La réduction du contrôle et les risques de dépendance
Partager des projets avec d’autres organisations signifie que chaque banque peut avoir moins de contrôle sur la direction et les résultats de ces projets. De plus, la dépendance à l’égard de partenaires externes peut introduire des risques liés à la cohérence et à la continuité du service, ce qui pourrait affecter les délais et la qualité des projets.
La stratégie de « Buy »
Partager des projets avec d’autres organisations signifie que chaque banque peut avoir moins de contrôle sur la direction et les résultats de ces projets. De plus, la dépendance à l’égard de partenaires externes peut introduire des risques liés à la cohérence et à la continuité du service, ce qui pourrait affecter les délais et la qualité des projets.
L’accès immédiat et l’efficacité opérationnelle
Cette approche offre un accès immédiat à une technologie et une expertise de pointe sans la période de gestation du développement interne. L’externalisation des fonctions non essentielles permet à ces banques de rationaliser considérablement les opérations, réduisant ainsi les coûts de structure et améliorant l’efficacité opérationnelle.
Les problèmes d’intégration et le contrôle de qualité
Néanmoins, l’intégration de nouvelles technologies ou services dans des cadres existants peut être complexe et coûteuse. Garantir des standards élevés de qualité de service nécessite des mécanismes de surveillance rigoureux. Le contrôle qualité est souvent assuré par des « tours de contrôle » qui assurent un suivi continu et garantissent que les partenaires externalisés respectent les normes de performance convenues.

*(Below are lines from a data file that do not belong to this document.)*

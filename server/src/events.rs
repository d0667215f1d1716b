//! Lifecycle and message events flowing through the world's channel

use shared::{Client, ClientMessageEvent};

/// Events consumed by the world's dispatch loop, one variant per kind of
/// thing a client can do to the system.
#[derive(Debug)]
pub enum NetworkEvent {
    /// A client connected and must be placed in a network
    Connect(Client),
    /// A client left
    Disconnect { client_id: String },
    /// A client sent a message; routed to the network that holds the client
    Message(ClientMessageEvent),
}

/// A completed message batch for one network, produced when that network's
/// collection window closes. Delivery to recipients happens downstream.
#[derive(Debug)]
pub struct MessageBatch {
    /// Cell of the owning network's root region, for attribution
    pub cell: (f64, f64),
    /// Messages in arrival order
    pub messages: Vec<ClientMessageEvent>,
}
//! Blockchain Plugins
//!
//! Every supported chain is an adapter implementing [`Plugin`], giving the
//! rest of the wallet one interface for:
//! - identity formatting and key validation
//! - endorsed-network checks and reachability
//! - balance queries
//! - transfers and signing through the signing protocol
//!
//! Plugins are created once by the [`PluginRepository`] and shared as
//! `Arc<dyn Plugin>`.

#[cfg(feature = "peerplays")]
pub mod peerplays;
pub mod reachability;
pub mod repository;

pub use reachability::{race, HttpProbe, NetworkProbe, NetworkStatus, REACHABILITY_TIMEOUT};
pub use repository::PluginRepository;

use std::sync::Arc;

use async_trait::async_trait;
use rust_decimal::Decimal;
use serde::{Deserialize, Serialize};
use serde_json::Value;

use crate::blockchains::Blockchain;
use crate::config::AppConfig;
use crate::error::{ErrorBody, PluginError};
use crate::models::{Account, ExplorerTemplate, Network, ReturnableAccount, Token};
use crate::signing::{Message, Rejector, SignPayload, Signature, SigningProtocol};
use crate::wallet::PublicKey;

/// Feature tags used to filter plugins
#[derive(Debug, Clone, Copy, PartialEq, Eq, Hash, Serialize, Deserialize)]
#[serde(rename_all = "SCREAMING_SNAKE_CASE")]
pub enum Capability {
    /// Full chain support including signing
    BlockchainSupport,
}

impl std::fmt::Display for Capability {
    fn fmt(&self, f: &mut std::fmt::Formatter<'_>) -> std::fmt::Result {
        match self {
            Capability::BlockchainSupport => write!(f, "blockchain_support"),
        }
    }
}

/// Parameters of a token transfer
#[derive(Debug, Clone)]
pub struct TransferParams {
    pub account: Account,
    pub to: String,
    pub amount: Decimal,
    pub token: Token,
    pub memo: Option<String>,
    /// Ask the user through the popup before signing
    pub prompt_for_signature: bool,
}

impl TransferParams {
    pub fn new(account: Account, to: &str, amount: Decimal, token: Token) -> Self {
        Self {
            account,
            to: to.to_string(),
            amount,
            token,
            memo: None,
            prompt_for_signature: true,
        }
    }

    pub fn with_memo(mut self, memo: &str) -> Self {
        self.memo = Some(memo.to_string());
        self
    }
}

/// A signed and broadcast transaction
#[derive(Debug, Clone, PartialEq, Serialize, Deserialize)]
pub struct SignedTransaction {
    pub transaction: Value,
    pub signatures: Vec<Signature>,
    /// Node response to the broadcast
    pub result: Value,
}

/// Uniform adapter contract for one blockchain
#[async_trait]
pub trait Plugin: Send + Sync {
    /// The chain this plugin serves
    fn blockchain(&self) -> Blockchain;

    fn capabilities(&self) -> &[Capability];

    fn has_capability(&self, capability: Capability) -> bool {
        self.capabilities().contains(&capability)
    }

    // =========================================================================
    // Presentation
    // =========================================================================

    /// BIP-44 derivation path prefix
    fn bip(&self) -> &str;

    fn default_explorer(&self) -> ExplorerTemplate;

    fn account_formatter(&self, account: &Account) -> String;

    fn returnable_account(&self, account: &Account) -> ReturnableAccount;

    /// Placeholder shown for the token contract field
    fn contract_placeholder(&self) -> &str;

    fn uses_resources(&self) -> bool {
        false
    }

    fn has_account_actions(&self) -> bool {
        false
    }

    fn accounts_are_imported(&self) -> bool {
        false
    }

    fn has_untouchable_tokens(&self) -> bool {
        false
    }

    // =========================================================================
    // Keys
    // =========================================================================

    fn is_valid_recipient(&self, name: &str) -> bool;

    fn valid_private_key(&self, private_key: &str) -> bool;

    /// Parsed key, or `None` when `public_key` is not valid for this chain
    fn valid_public_key(&self, public_key: &str, prefix: Option<&str>) -> Option<PublicKey>;

    fn private_to_public(&self, private_key: &str, prefix: Option<&str>)
        -> Result<String, PluginError>;

    /// Raw private key bytes to the chain's textual form
    fn buffer_to_hex_private(&self, buffer: &[u8]) -> Result<String, PluginError>;

    /// The chain's textual private key to raw bytes
    fn hex_private_to_buffer(&self, private_key: &str) -> Result<Vec<u8>, PluginError>;

    // =========================================================================
    // Networks
    // =========================================================================

    fn endorsed_network(&self) -> Network;

    /// True iff chain and chain-id both match the endorsed network
    fn is_endorsed_network(&self, network: &Network) -> bool {
        let endorsed = self.endorsed_network();
        network.blockchain == self.blockchain() && network.chain_id == endorsed.chain_id
    }

    async fn chain_id(&self, network: &Network) -> Result<String, PluginError>;

    /// Reachability race; always resolves within the configured timeout
    async fn check_network(&self, network: &Network) -> NetworkStatus;

    // =========================================================================
    // Tokens
    // =========================================================================

    fn default_decimals(&self) -> u32;

    fn default_token(&self) -> Token;

    /// Single balance; an asset the account does not hold is an error
    async fn balance_for(&self, account: &Account, token: &Token) -> Result<Token, PluginError>;

    /// Batch balance; tokens whose asset cannot be located are omitted.
    ///
    /// With `fallback` set an empty `tokens` list queries the default token.
    async fn balances_for(
        &self,
        account: &Account,
        tokens: &[Token],
        fallback: bool,
    ) -> Result<Vec<Token>, PluginError>;

    // =========================================================================
    // Signing
    // =========================================================================

    /// Accounts named as participants in a payload
    fn action_participants(&self, payload: &SignPayload) -> Vec<String>;

    /// Human-readable messages describing the payload
    fn request_parser(&self, payload: &SignPayload) -> Result<Vec<Message>, PluginError>;

    /// Validate, sign and broadcast a transfer
    async fn transfer(&self, params: TransferParams) -> Result<SignedTransaction, ErrorBody>;

    /// Sign `payload.buf` (or `payload.data` when `arbitrary`); with
    /// `is_hash` the data is a hex digest signed as is. The key is resolved
    /// from the key store unless given.
    async fn signer(
        &self,
        payload: &SignPayload,
        public_key: &str,
        arbitrary: bool,
        is_hash: bool,
        private_key: Option<&[u8]>,
    ) -> Result<Signature, PluginError>;

    /// Run the signing protocol; `None` means `rejector` was called
    async fn signer_with_popup(
        &self,
        payload: SignPayload,
        account: &Account,
        rejector: Rejector,
    ) -> Option<Signature>;

    /// Drop cached derived state
    fn bust_cache(&self) -> Result<(), PluginError>;
}

/// Shared collaborators handed to plugin factories
#[derive(Clone)]
pub struct PluginContext {
    pub signing: Arc<SigningProtocol>,
    pub http: reqwest::Client,
    pub config: AppConfig,
}

impl PluginContext {
    pub fn new(signing: Arc<SigningProtocol>, config: AppConfig) -> Self {
        Self {
            signing,
            http: reqwest::Client::new(),
            config,
        }
    }
}

impl std::fmt::Debug for PluginContext {
    fn fmt(&self, f: &mut std::fmt::Formatter<'_>) -> std::fmt::Result {
        f.debug_struct("PluginContext")
            .field("signing", &self.signing)
            .field("config", &self.config)
            .finish()
    }
}

/// Builds one plugin from the shared context
pub type PluginFactory =
    Box<dyn FnOnce(&PluginContext) -> Result<Arc<dyn Plugin>, PluginError> + Send>;

/// Factories for the chains listed in `config.plugins`, in order
pub fn factories_for(config: &AppConfig) -> Result<Vec<PluginFactory>, PluginError> {
    config
        .plugins
        .iter()
        .map(|code| factory_for(code))
        .collect()
}

fn factory_for(code: &str) -> Result<PluginFactory, PluginError> {
    match code {
        #[cfg(feature = "peerplays")]
        "ppy" => Ok(Box::new(peerplays_factory)),
        other => Err(PluginError::Config(format!(
            "No plugin implementation for chain '{}'",
            other
        ))),
    }
}

#[cfg(feature = "peerplays")]
fn peerplays_factory(ctx: &PluginContext) -> Result<Arc<dyn Plugin>, PluginError> {
    Ok(Arc::new(peerplays::PeerplaysPlugin::from_context(ctx)?))
}

#[cfg(test)]
pub(crate) mod testing {
    //! Minimal plugin for repository tests

    use std::sync::atomic::{AtomicUsize, Ordering};

    use super::*;

    pub struct StubPlugin {
        pub blockchain: Blockchain,
        pub capabilities: Vec<Capability>,
        pub fail_bust: bool,
        pub busts: AtomicUsize,
    }

    impl StubPlugin {
        pub fn new(blockchain: Blockchain) -> Self {
            Self {
                blockchain,
                capabilities: vec![Capability::BlockchainSupport],
                fail_bust: false,
                busts: AtomicUsize::new(0),
            }
        }

        pub fn without_capabilities(mut self) -> Self {
            self.capabilities.clear();
            self
        }

        pub fn failing_bust(mut self) -> Self {
            self.fail_bust = true;
            self
        }

        pub fn busts(&self) -> usize {
            self.busts.load(Ordering::SeqCst)
        }
    }

    #[async_trait]
    impl Plugin for StubPlugin {
        fn blockchain(&self) -> Blockchain {
            self.blockchain.clone()
        }

        fn capabilities(&self) -> &[Capability] {
            &self.capabilities
        }

        fn bip(&self) -> &str {
            "44'/0'/0'/0/"
        }

        fn default_explorer(&self) -> ExplorerTemplate {
            ExplorerTemplate {
                name: format!("{} explorer", self.blockchain),
                account: format!("https://{}.example/account/{{x}}", self.blockchain),
                transaction: format!("https://{}.example/tx/{{x}}", self.blockchain),
                block: format!("https://{}.example/block/{{x}}", self.blockchain),
            }
        }

        fn account_formatter(&self, account: &Account) -> String {
            account.name.clone()
        }

        fn returnable_account(&self, account: &Account) -> ReturnableAccount {
            ReturnableAccount {
                name: account.name.clone(),
                address: account.public_key.clone(),
                blockchain: self.blockchain.clone(),
            }
        }

        fn contract_placeholder(&self) -> &str {
            ""
        }

        fn is_valid_recipient(&self, name: &str) -> bool {
            !name.is_empty()
        }

        fn valid_private_key(&self, _private_key: &str) -> bool {
            false
        }

        fn valid_public_key(&self, _public_key: &str, _prefix: Option<&str>) -> Option<PublicKey> {
            None
        }

        fn private_to_public(
            &self,
            private_key: &str,
            _prefix: Option<&str>,
        ) -> Result<String, PluginError> {
            Err(PluginError::InvalidKey(private_key.len().to_string()))
        }

        fn buffer_to_hex_private(&self, buffer: &[u8]) -> Result<String, PluginError> {
            Ok(hex::encode(buffer))
        }

        fn hex_private_to_buffer(&self, private_key: &str) -> Result<Vec<u8>, PluginError> {
            hex::decode(private_key).map_err(|e| PluginError::InvalidKey(e.to_string()))
        }

        fn endorsed_network(&self) -> Network {
            Network::new("Stub", "https", "localhost", 0, self.blockchain.clone(), "stub-chain")
        }

        async fn chain_id(&self, _network: &Network) -> Result<String, PluginError> {
            Ok("stub-chain".to_string())
        }

        async fn check_network(&self, _network: &Network) -> NetworkStatus {
            NetworkStatus::Reachable
        }

        fn default_decimals(&self) -> u32 {
            4
        }

        fn default_token(&self) -> Token {
            Token::new(self.blockchain.clone(), "", "STUB", "Stub", 4, "stub-chain")
        }

        async fn balance_for(&self, _account: &Account, token: &Token) -> Result<Token, PluginError> {
            Ok(token.with_amount(Decimal::ZERO))
        }

        async fn balances_for(
            &self,
            _account: &Account,
            tokens: &[Token],
            _fallback: bool,
        ) -> Result<Vec<Token>, PluginError> {
            Ok(tokens.iter().map(|t| t.with_amount(Decimal::ZERO)).collect())
        }

        fn action_participants(&self, _payload: &SignPayload) -> Vec<String> {
            Vec::new()
        }

        fn request_parser(&self, _payload: &SignPayload) -> Result<Vec<Message>, PluginError> {
            Ok(Vec::new())
        }

        async fn transfer(&self, _params: TransferParams) -> Result<SignedTransaction, ErrorBody> {
            Err(ErrorBody::new("unsupported"))
        }

        async fn signer(
            &self,
            _payload: &SignPayload,
            _public_key: &str,
            _arbitrary: bool,
            _is_hash: bool,
            _private_key: Option<&[u8]>,
        ) -> Result<Signature, PluginError> {
            Err(PluginError::SignatureUnavailable("stub".to_string()))
        }

        async fn signer_with_popup(
            &self,
            _payload: SignPayload,
            _account: &Account,
            rejector: Rejector,
        ) -> Option<Signature> {
            rejector(ErrorBody::signature());
            None
        }

        fn bust_cache(&self) -> Result<(), PluginError> {
            self.busts.fetch_add(1, Ordering::SeqCst);
            if self.fail_bust {
                Err(PluginError::Rpc("cache bust failed".to_string()))
            } else {
                Ok(())
            }
        }
    }
}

Les nouveaux services financiers
À mesure que les banques d’investissement prennent des décisions critiques concernant le développement, l’acquisition, le partage ou l’externalisation de ressources, la maturité croissante du marché des services financiers influence de manière significative leurs stratégies. Ce marché a évolué vers une offre de catalogues de services plus standardisés et des modèles de tarification professionnalisés, facilitant l’intégration et la gestion de nouveaux services par les banques de manière plus efficace. La maturité du marché a conduit les prestataires de services à proposer des options plus standardisées et cohérentes, répondant à un segment plus large de l’industrie bancaire. Cette standardisation simplifie l’intégration et réduit les complexités et les coûts traditionnellement associés aux solutions sur mesure.

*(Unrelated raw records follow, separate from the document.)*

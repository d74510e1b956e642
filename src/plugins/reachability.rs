//! Network reachability race
//!
//! A probe against the network's endpoint races a fixed timer. Whichever
//! settles first decides the result; a probe that loses is dropped.

use std::future::Future;
use std::time::Duration;

use async_trait::async_trait;
use serde::{Deserialize, Serialize};
use tracing::debug;

use crate::models::Network;

/// How long a probe may take before the network is reported as unknown
pub const REACHABILITY_TIMEOUT: Duration = Duration::from_millis(2000);

/// Outcome of a reachability check
#[derive(Debug, Clone, Copy, PartialEq, Eq, Serialize, Deserialize)]
#[serde(rename_all = "lowercase")]
pub enum NetworkStatus {
    /// The probe got an answer
    Reachable,
    /// The probe failed
    Unreachable,
    /// The timer won the race
    Unknown,
}

impl NetworkStatus {
    /// `Some(true)`, `Some(false)` or `None` for unknown
    pub fn as_option(self) -> Option<bool> {
        match self {
            NetworkStatus::Reachable => Some(true),
            NetworkStatus::Unreachable => Some(false),
            NetworkStatus::Unknown => None,
        }
    }
}

impl std::fmt::Display for NetworkStatus {
    fn fmt(&self, f: &mut std::fmt::Formatter<'_>) -> std::fmt::Result {
        match self {
            NetworkStatus::Reachable => write!(f, "reachable"),
            NetworkStatus::Unreachable => write!(f, "unreachable"),
            NetworkStatus::Unknown => write!(f, "unknown"),
        }
    }
}

/// Live request used to decide whether a network answers
#[async_trait]
pub trait NetworkProbe: Send + Sync {
    async fn probe(&self, network: &Network) -> bool;
}

/// Race `probe` against a timer of `within`
pub async fn race<F>(probe: F, within: Duration) -> NetworkStatus
where
    F: Future<Output = bool>,
{
    match tokio::time::timeout(within, probe).await {
        Ok(true) => NetworkStatus::Reachable,
        Ok(false) => NetworkStatus::Unreachable,
        Err(_) => {
            debug!("Reachability probe lost the race after {:?}", within);
            NetworkStatus::Unknown
        }
    }
}

/// Probe that issues a GET against `fullhost + path`; any HTTP answer counts
pub struct HttpProbe {
    client: reqwest::Client,
    path: String,
}

impl HttpProbe {
    pub fn new(client: reqwest::Client, path: &str) -> Self {
        Self {
            client,
            path: path.to_string(),
        }
    }
}

#[async_trait]
impl NetworkProbe for HttpProbe {
    async fn probe(&self, network: &Network) -> bool {
        let url = format!("{}{}", network.fullhost(), self.path);
        match self.client.get(&url).send().await {
            Ok(_) => true,
            Err(e) => {
                debug!("Probe of {} failed: {}", url, e);
                false
            }
        }
    }
}

#[cfg(test)]
mod tests {
    use super::*;
    use tokio::time::Instant;

    #[tokio::test(start_paused = true)]
    async fn test_probe_answer_wins() {
        assert_eq!(race(async { true }, REACHABILITY_TIMEOUT).await, NetworkStatus::Reachable);
        assert_eq!(race(async { false }, REACHABILITY_TIMEOUT).await, NetworkStatus::Unreachable);
    }

    #[tokio::test(start_paused = true)]
    async fn test_hanging_probe_times_out() {
        let started = Instant::now();
        let status = race(std::future::pending::<bool>(), REACHABILITY_TIMEOUT).await;

        assert_eq!(status, NetworkStatus::Unknown);
        assert_eq!(status.as_option(), None);
        assert!(started.elapsed() >= REACHABILITY_TIMEOUT);
        assert!(started.elapsed() < REACHABILITY_TIMEOUT + Duration::from_millis(100));
    }

    #[tokio::test(start_paused = true)]
    async fn test_slow_probe_result_is_ignored() {
        let slow = async {
            tokio::time::sleep(Duration::from_secs(5)).await;
            true
        };
        assert_eq!(race(slow, REACHABILITY_TIMEOUT).await, NetworkStatus::Unknown);
    }

    #[test]
    fn test_status_as_option() {
        assert_eq!(NetworkStatus::Reachable.as_option(), Some(true));
        assert_eq!(NetworkStatus::Unreachable.as_option(), Some(false));
    }
}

De plus, les prestataires de services ont amélioré leurs modèles de tarification, passant de solutions standardisées à des modèles plus dynamiques, basés sur l’utilisation, qui reflètent mieux la valeur fournie aux clients. Ce changement non seulement aligne mieux les coûts avec les avantages, mais soutient également des opérations plus flexibles et évolutives. Cependant, cette tendance vers la standardisation et la professionnalisation oblige parfois les banques à sacrifier la personnalisation pour adopter des solutions standardisées alignées sur les meilleures pratiques de l’industrie. Ce changement est crucial pour les banques souhaitant rester compétitives et efficaces dans un marché en mutation rapide.

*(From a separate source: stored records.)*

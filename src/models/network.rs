//! Network descriptor

use serde::{Deserialize, Serialize};

use crate::blockchains::Blockchain;

/// A specific deployment of a chain
#[derive(Debug, Clone, PartialEq, Eq, Serialize, Deserialize)]
#[serde(rename_all = "camelCase")]
pub struct Network {
    pub name: String,
    pub protocol: String,
    pub host: String,
    pub port: u16,
    pub blockchain: Blockchain,
    /// Chain-id fingerprint distinguishing mainnet/testnet/forks
    pub chain_id: String,
}

impl Network {
    pub fn new(
        name: &str,
        protocol: &str,
        host: &str,
        port: u16,
        blockchain: Blockchain,
        chain_id: &str,
    ) -> Self {
        Self {
            name: name.to_string(),
            protocol: protocol.to_string(),
            host: host.to_string(),
            port,
            blockchain,
            chain_id: chain_id.to_string(),
        }
    }

    /// `protocol://host[:port]`
    pub fn fullhost(&self) -> String {
        if self.port == 0 {
            format!("{}://{}", self.protocol, self.host)
        } else {
            format!("{}://{}:{}", self.protocol, self.host, self.port)
        }
    }

    pub fn unique(&self) -> String {
        format!(
            "{}:{}",
            self.blockchain,
            if self.chain_id.is_empty() {
                format!("{}:{}", self.host, self.port)
            } else {
                self.chain_id.clone()
            }
        )
        .to_lowercase()
    }
}
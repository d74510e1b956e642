//! Software signing with keys from the key store

use std::sync::Arc;

use async_trait::async_trait;
use tracing::warn;

use crate::models::Network;
use crate::signing::{KeyStore, SignPayload, Signature, SoftwareSigner};
use crate::wallet::PrivateKey;

/// Signs locally with the private key the key store holds for a public key
pub struct LocalSoftwareSigner {
    key_store: Arc<dyn KeyStore>,
}

impl LocalSoftwareSigner {
    pub fn new(key_store: Arc<dyn KeyStore>) -> Self {
        Self { key_store }
    }
}

#[async_trait]
impl SoftwareSigner for LocalSoftwareSigner {
    async fn sign(
        &self,
        network: &Network,
        payload: &SignPayload,
        public_key: &str,
    ) -> Option<Signature> {
        let bytes = self.key_store.public_to_private(public_key).await?;

        let key = match PrivateKey::from_bytes(&bytes) {
            Ok(key) => key,
            Err(e) => {
                warn!("Stored key for {} is unusable: {}", public_key, e);
                return None;
            }
        };

        let message = match &payload.data {
            Some(data) if payload.buf.is_empty() => data.as_bytes(),
            _ => payload.buf.as_slice(),
        };

        match key.sign(message) {
            Ok(signature) => Some(Signature::new(signature)),
            Err(e) => {
                warn!("Signing for {} on {} failed: {}", public_key, network.name, e);
                None
            }
        }
    }
}
//! Signing payloads and artifacts

use serde::{Deserialize, Serialize};
use serde_json::Value;

use crate::error::ErrorBody;
use crate::models::{Account, Network};

/// Human-readable action shown in the approval popup
#[derive(Debug, Clone, PartialEq, Serialize, Deserialize)]
pub struct Message {
    pub code: String,
    #[serde(rename = "type")]
    pub kind: String,
    pub data: Value,
}

/// Everything a signer needs to know about one signing attempt
#[derive(Debug, Clone, Default, Serialize, Deserialize)]
#[serde(rename_all = "camelCase")]
pub struct SignPayload {
    /// Raw transaction body as produced by the chain
    pub transaction: Value,
    /// Serialized bytes that get signed
    #[serde(skip)]
    pub buf: Vec<u8>,
    /// Arbitrary data for non-transaction signatures
    #[serde(default, skip_serializing_if = "Option::is_none")]
    pub data: Option<String>,
    #[serde(default)]
    pub messages: Vec<Message>,
    #[serde(default)]
    pub participants: Vec<Account>,
    #[serde(default, skip_serializing_if = "Option::is_none")]
    pub network: Option<Network>,
    #[serde(default)]
    pub origin: String,
    #[serde(default, skip_serializing_if = "Option::is_none")]
    pub identity_key: Option<String>,
}

impl SignPayload {
    pub fn new(transaction: Value, buf: Vec<u8>) -> Self {
        Self {
            transaction,
            buf,
            ..Default::default()
        }
    }

    /// Payload for signing arbitrary data rather than a transaction
    pub fn arbitrary(data: &str) -> Self {
        Self {
            data: Some(data.to_string()),
            ..Default::default()
        }
    }
}

/// A produced signature (hex encoded compact form)
#[derive(Debug, Clone, PartialEq, Eq, Serialize, Deserialize)]
#[serde(transparent)]
pub struct Signature(String);

impl Signature {
    pub fn new(value: impl Into<String>) -> Self {
        Signature(value.into())
    }

    pub fn as_str(&self) -> &str {
        &self.0
    }
}

impl std::fmt::Display for Signature {
    fn fmt(&self, f: &mut std::fmt::Formatter<'_>) -> std::fmt::Result {
        write!(f, "{}", self.0)
    }
}

/// Callback receiving every signing failure
pub type Rejector = Box<dyn FnOnce(ErrorBody) + Send>;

L’adoption stratégique des approches « make, share or buy » doit s’aligner sur les objectifs à long terme de la banque, tout en prenant en compte la tendance vers des services financiers plus standardisés et professionnalisés. Ces stratégies doivent répondre aux besoins immédiats et futurs, en anticipant les évolutions d’un paysage industriel en pleine transformation. En adoptant un mélange équilibré de développement interne, d’innovation collaborative et d’externalisation stratégique, les banques d’investissement peuvent naviguer efficacement dans les complexités du milieu financier moderne. Cette approche garantit agilité, conformité et avantage concurrentiel durable, essentiels pour maintenir un leadership sur le marché dans un secteur financier en pleine mutation.